Scope Creep
Is This the "Bug" That is Keeping Your Products From Going to Market?

They might not be the kinds of bugs you were watching out for when you set out to develop a product, but scope creep may be the biggest problem that stalls your release. What endless streams of requests, ideas, and unexpected twists are stalling your releases?

Scope creep is sometimes referred to as feature creep, functionality creep, or requirements creep. It includes functionality, features and requirements that go beyond your original specifications or design. Scope creep encompasses:

  • Functionality that is now required but was initially left out of the original specification or design.
  • New gotta-have features.
  • "Oops, we meant it's supposed to do that or it's NOT supposed to do that."
  • Last minute "fixes".

The Costs of Scope Creep

  • Money - the costs of longer than expected development efforts and lost market share.
  • Time / Productivity - the costs of pulling developers off of other important projects or delay of the starting another.
  • Morale - the stress of projects that demand overtime and rob engineers from their sense of accomplishment.

Controlling Scope Creep
Always keep an eye on your goal; a product that is elegantly simplistic, compact, stable and bug-free. Producing a quality, maintainable product developed in a timely fashion is the ultimate achievement. Evaluate each new feature, functionality, requirement, or software change. Do the suggested changes help you reach the goal?

A well-managed project will prevent scope creep. Here are some general rules to follow:

  • Start with a specification and design that is as complete and properly researched.
  • Set measurable milestones.
  • Set a priority or importance for each milestone.
  • Set a time schedule for milestones.
  • Establish the expectations of all parties involved (from marketing to engineers to the CEO). For example, you may want to set a fixed number a client can review a design.
  • Assign sign-off responsibility with a single point-of-contact on each end.
  • Follow an established change process. Use a tool such as Bugzilla to track change requests and set priorities.
  • Refuse to slip in last minute features no matter how simple. They jeopardize the completeness of the testing efforts.

Preventing Scope Creep
There are also some things you can do to solidify your initial specifications and design and prevent scope creep.

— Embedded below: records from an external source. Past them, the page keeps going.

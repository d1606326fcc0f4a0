#[macro_use]
mod common;

use anyhow::Result;
use notes_api::config::PageLimits;
use notes_api::database::models::{Note, User};
use notes_api::database::{DatabaseError, ListOptions, QueryOptions, Repository};
use std::collections::HashSet;

use uuid::Uuid;

// Requires DATABASE_URL; skips otherwise.

async fn seed_notes(db: &common::TestDb, count: usize) -> Result<(Repository<Note>, Uuid)> {
    let users = Repository::<User>::new(db.pool.clone());
    let owner = users
        .create(&map! { "email": "pager@example.com", "name": "Page", "surname": "Turner" })
        .await?;
    let notes = Repository::<Note>::new(db.pool.clone()).with_limits(PageLimits::default());
    for i in 0..count {
        let title = if i % 5 == 0 { format!("shopping {:02}", i) } else { format!("note {:02}", i) };
        notes
            .create(&map! { "title": title, "content": "", "user_uu_id": owner.meta.uu_id })
            .await?;
    }
    Ok((notes, owner.meta.uu_id))
}

fn ordered_by_title(page: u32, size: u32, order: &str) -> ListOptions {
    ListOptions {
        page: Some(page),
        size: Some(size),
        order_field: Some(vec!["title".to_string()]),
        order_type: Some(vec![order.to_string()]),
        query: None,
    }
}

#[tokio::test]
async fn pages_slice_and_count() -> Result<()> {
    let Some(db) = common::TestDb::connect().await? else { return Ok(()) };
    let (notes, _) = seed_notes(&db, 23).await?;

    let page = notes.paginate(QueryOptions::new::<Note>(ordered_by_title(3, 10, "asc"))).await?;
    assert_eq!(page.data.len(), 3);
    assert_eq!(page.pagination.page, 3);
    assert_eq!(page.pagination.page_count, 3);
    assert_eq!(page.pagination.total_pages, 3);
    assert_eq!(page.pagination.total_count, 23);
    assert_eq!(page.pagination.all_count, 23);

    let first = notes.paginate(QueryOptions::new::<Note>(ordered_by_title(1, 10, "desc"))).await?;
    let titles: Vec<&str> = first.data.iter().map(|n| n.title.as_str()).collect();
    let mut sorted = titles.clone();
    sorted.sort_by(|a, b| b.cmp(a));
    assert_eq!(titles, sorted);
    assert_eq!(first.pagination.page_count, 10);

    db.teardown().await
}

#[tokio::test]
async fn filters_narrow_total_but_not_all_count() -> Result<()> {
    let Some(db) = common::TestDb::connect().await? else { return Ok(()) };
    let (notes, _) = seed_notes(&db, 20).await?;

    let mut options = ordered_by_title(1, 10, "asc");
    options.query = Some(map! { "title__startswith": "shopping", "colour": "red" });
    let page = notes.paginate(QueryOptions::new::<Note>(options)).await?;

    assert_eq!(page.pagination.total_count, 4);
    assert_eq!(page.pagination.all_count, 20);
    assert_eq!(page.pagination.total_pages, 1);
    assert!(page.data.iter().all(|n| n.title.starts_with("shopping")));

    db.teardown().await
}

#[tokio::test]
async fn out_of_range_page_and_size_fall_back() -> Result<()> {
    let Some(db) = common::TestDb::connect().await? else { return Ok(()) };
    let (notes, _) = seed_notes(&db, 12).await?;

    // Size 500 is above the maximum, so the default of 10 applies; page 9 clamps to the last page
    let page = notes.paginate(QueryOptions::new::<Note>(ordered_by_title(9, 500, "asc"))).await?;
    assert_eq!(page.pagination.size, 10);
    assert_eq!(page.pagination.page, 2);
    assert_eq!(page.data.len(), 2);

    let empty = notes
        .paginate(QueryOptions::new::<Note>(ListOptions {
            query: Some(map! { "title": "nothing like this" }),
            ..Default::default()
        }))
        .await?;
    assert!(empty.data.is_empty());
    assert_eq!(empty.pagination.page, 1);
    assert_eq!(empty.pagination.total_pages, 0);
    assert_eq!(empty.pagination.order_field, vec!["uu_id"]);

    db.teardown().await
}

#[tokio::test]
async fn mismatched_order_lists_are_rejected() -> Result<()> {
    let Some(db) = common::TestDb::connect().await? else { return Ok(()) };
    let (notes, _) = seed_notes(&db, 1).await?;

    let options = ListOptions {
        order_field: Some(vec!["title".to_string(), "created_at".to_string()]),
        order_type: Some(vec!["asc".to_string()]),
        ..Default::default()
    };
    let result = notes.paginate(QueryOptions::new::<Note>(options)).await;
    assert!(matches!(result, Err(DatabaseError::InvalidInput(_))));

    db.teardown().await
}

#[tokio::test]
async fn soft_deleted_rows_leave_every_count() -> Result<()> {
    let Some(db) = common::TestDb::connect().await? else { return Ok(()) };
    let (notes, _) = seed_notes(&db, 6).await?;

    let all = notes.filter_all(&map! {})?.all().await?;
    notes.soft_delete(all[0].meta.uu_id).await?;

    let page = notes.paginate(QueryOptions::new::<Note>(ListOptions::default())).await?;
    assert_eq!(page.pagination.all_count, 5);
    assert_eq!(page.pagination.total_count, 5);
    assert!(page.data.iter().all(|n| n.meta.uu_id != all[0].meta.uu_id));

    db.teardown().await
}

#[tokio::test]
async fn walking_pages_over_tied_keys_visits_every_row_once() -> Result<()> {
    let Some(db) = common::TestDb::connect().await? else { return Ok(()) };
    let users = Repository::<User>::new(db.pool.clone());
    let owner = users
        .create(&map! { "email": "ties@example.com", "name": "Tie", "surname": "Breaker" })
        .await?;
    let notes = Repository::<Note>::new(db.pool.clone()).with_limits(PageLimits::default());
    for i in 0..45 {
        let title = if i % 2 == 0 { "even" } else { "odd" };
        notes
            .create(&map! { "title": title, "content": "", "user_uu_id": owner.meta.uu_id })
            .await?;
    }

    let mut seen = HashSet::new();
    let mut returned = 0;
    for page in 1..=5 {
        let result = notes.paginate(QueryOptions::new::<Note>(ordered_by_title(page, 10, "asc"))).await?;
        assert_eq!(result.pagination.order_field, vec!["title", "id"]);
        assert_eq!(result.pagination.order_type, vec!["asc", "asc"]);
        returned += result.data.len();
        seen.extend(result.data.iter().map(|n| n.meta.uu_id));
    }
    assert_eq!(returned, 45);
    assert_eq!(seen.len(), 45);

    // Only unknown order fields: the tiebreaker alone orders the page
    let options = ListOptions {
        order_field: Some(vec!["colour".to_string()]),
        order_type: Some(vec!["desc".to_string()]),
        ..Default::default()
    };
    let page = notes.paginate(QueryOptions::new::<Note>(options)).await?;
    assert_eq!(page.pagination.order_field, vec!["id"]);
    assert!(page.data.windows(2).all(|w| w[0].meta.id < w[1].meta.id));

    db.teardown().await
}
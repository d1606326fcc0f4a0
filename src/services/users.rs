use serde::{Deserialize, Serialize};
use serde_json::{Map, Value};
use sqlx::PgPool;
use uuid::Uuid;

use crate::database::models::User;
use crate::database::{Created, DatabaseManager, ListOptions, Page, QueryOptions, Repository};
use crate::error::AppError;

#[derive(Debug, Clone, Serialize, Deserialize)]
pub struct RegisterUser {
    pub email: String,
    pub name: String,
    pub surname: String,
    pub password_hash: Option<String>,
}

#[derive(Debug, Clone, Default, Serialize, Deserialize)]
pub struct ProfileUpdate {
    pub name: Option<String>,
    pub surname: Option<String>,
}

pub struct UserService {
    users: Repository<User>,
}

impl UserService {
    pub fn new(pool: PgPool) -> Self {
        Self { users: Repository::new(pool) }
    }

    pub async fn from_env() -> Result<Self, AppError> {
        Ok(Self::new(DatabaseManager::pool().await?))
    }

    /// Find-or-create by email. `created` is false when the address was already registered.
    pub async fn register(&self, input: RegisterUser) -> Result<Created<User>, AppError> {
        let email = normalize_email(&input.email)?;
        let name = required("name", &input.name)?;
        let surname = required("surname", &input.surname)?;

        let mut lookup = Map::new();
        lookup.insert("email".to_string(), Value::String(email));

        let mut defaults = Map::new();
        defaults.insert("name".to_string(), Value::String(name));
        defaults.insert("surname".to_string(), Value::String(surname));
        if let Some(hash) = input.password_hash.filter(|h| !h.is_empty()) {
            defaults.insert("password_hash".to_string(), Value::String(hash));
        }

        let outcome = self.users.find_or_create_by(&lookup, &defaults).await?;
        if outcome.created {
            tracing::info!("Registered user {}", outcome.record.meta.uu_id);
        } else {
            tracing::debug!("User {} already registered", outcome.record.meta.uu_id);
        }
        Ok(outcome)
    }

    pub async fn find_by_email(&self, email: &str) -> Result<Option<User>, AppError> {
        let mut kwargs = Map::new();
        kwargs.insert("email".to_string(), Value::String(normalize_email(email)?));
        Ok(self.users.filter_by_one(&kwargs, false)?.first().await?)
    }

    pub async fn get(&self, uu_id: Uuid) -> Result<User, AppError> {
        Ok(self.users.get(uu_id).await?)
    }

    pub async fn list(&self, options: ListOptions) -> Result<Page<User>, AppError> {
        Ok(self.users.paginate(QueryOptions::new::<User>(options)).await?)
    }

    pub async fn update_profile(&self, uu_id: Uuid, update: ProfileUpdate) -> Result<User, AppError> {
        let mut values = Map::new();
        if let Some(name) = update.name {
            values.insert("name".to_string(), Value::String(required("name", &name)?));
        }
        if let Some(surname) = update.surname {
            values.insert("surname".to_string(), Value::String(required("surname", &surname)?));
        }
        if values.is_empty() {
            return Err(AppError::invalid_input("Nothing to update"));
        }
        Ok(self.users.update(uu_id, &values).await?)
    }

    /// Soft-delete the account
    pub async fn deactivate(&self, uu_id: Uuid) -> Result<User, AppError> {
        Ok(self.users.soft_delete(uu_id).await?)
    }
}

fn normalize_email(email: &str) -> Result<String, AppError> {
    let email = email.trim().to_lowercase();
    match email.split_once('@') {
        Some((local, domain)) if !local.is_empty() && domain.contains('.') => Ok(email),
        _ => Err(AppError::invalid_input(format!("'{}' is not a valid email address", email))),
    }
}

pub(crate) fn required(field: &str, value: &str) -> Result<String, AppError> {
    let value = value.trim();
    if value.is_empty() {
        return Err(AppError::invalid_input(format!("{} must not be empty", field)));
    }
    Ok(value.to_string())
}

#[cfg(test)]
mod tests {
    use super::*;

    #[test]
    fn emails_are_normalized() {
        assert_eq!(normalize_email("  Ada@Example.COM ").unwrap(), "ada@example.com");
        assert!(normalize_email("ada").is_err());
        assert!(normalize_email("@example.com").is_err());
        assert!(normalize_email("ada@localhost").is_err());
    }

    #[test]
    fn required_fields_are_trimmed() {
        assert_eq!(required("name", " Ada ").unwrap(), "Ada");
        let err = required("surname", "   ").unwrap_err();
        assert_eq!(err.error_code(), "INVALID_INPUT");
    }
}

  • Prototype a new idea to prove the concept. If you are trying something out of the ordinary, make sure it works before you invest too much time.
  • Beta a product for early feedback. Once again, if the end-customer dislikes a particular feature, there is no sense in investing the time to develop it.
  • Control your emotions. Don't let the pursuit of perfection or the hot pursuit of your competitors become the focus. Does it REALLY affect your meeting your goal?
  • Develop a workable base product first. Put some features and functionality into future releases. Attempting to develop a product that is all things to all people can consume a project, delay time-to-market, and set it up for failure.

"Perfection is achieved, not when there is nothing more to add, but when there is nothing left to take away." - Antoine de Saint-Exupéry

Expect a Little Scope Creep - Just be Sure You Can Manage It Too
It is quite typical that a project takes a different path than was originally planned. You could say that scope creep should be expected to some degree. And it makes good practical sense to plan for some unexpectedness.

Properly controlled and managed, project development can run smoothly.

Choose an Experienced Development Partner
Controlling scope creep often means control of that fine line between developing a full-featured product that’s bug-free, and delaying a release so long that sales are compromised. While you want to release a product in a timely fashion, you don't want to lose your buyer's trust by delivering a faulty one either.

Developing new products requires experienced project management skills and an established process to meet the end goal. It takes everyone involved to subscribe to the process. At RightHand, we help our client follow a development process that controls creep. Some clients have their own process while others choose to use ours. We review RightHand’s process every year based on customer input and improve upon it. Scope creep is one of many things we address.

In choosing a development partner, be sure to ask questions about the product development process. They should have an experienced answer for you - even if you require them to follow your outline.

Don't let your project succumb to scope creep because of poor project management.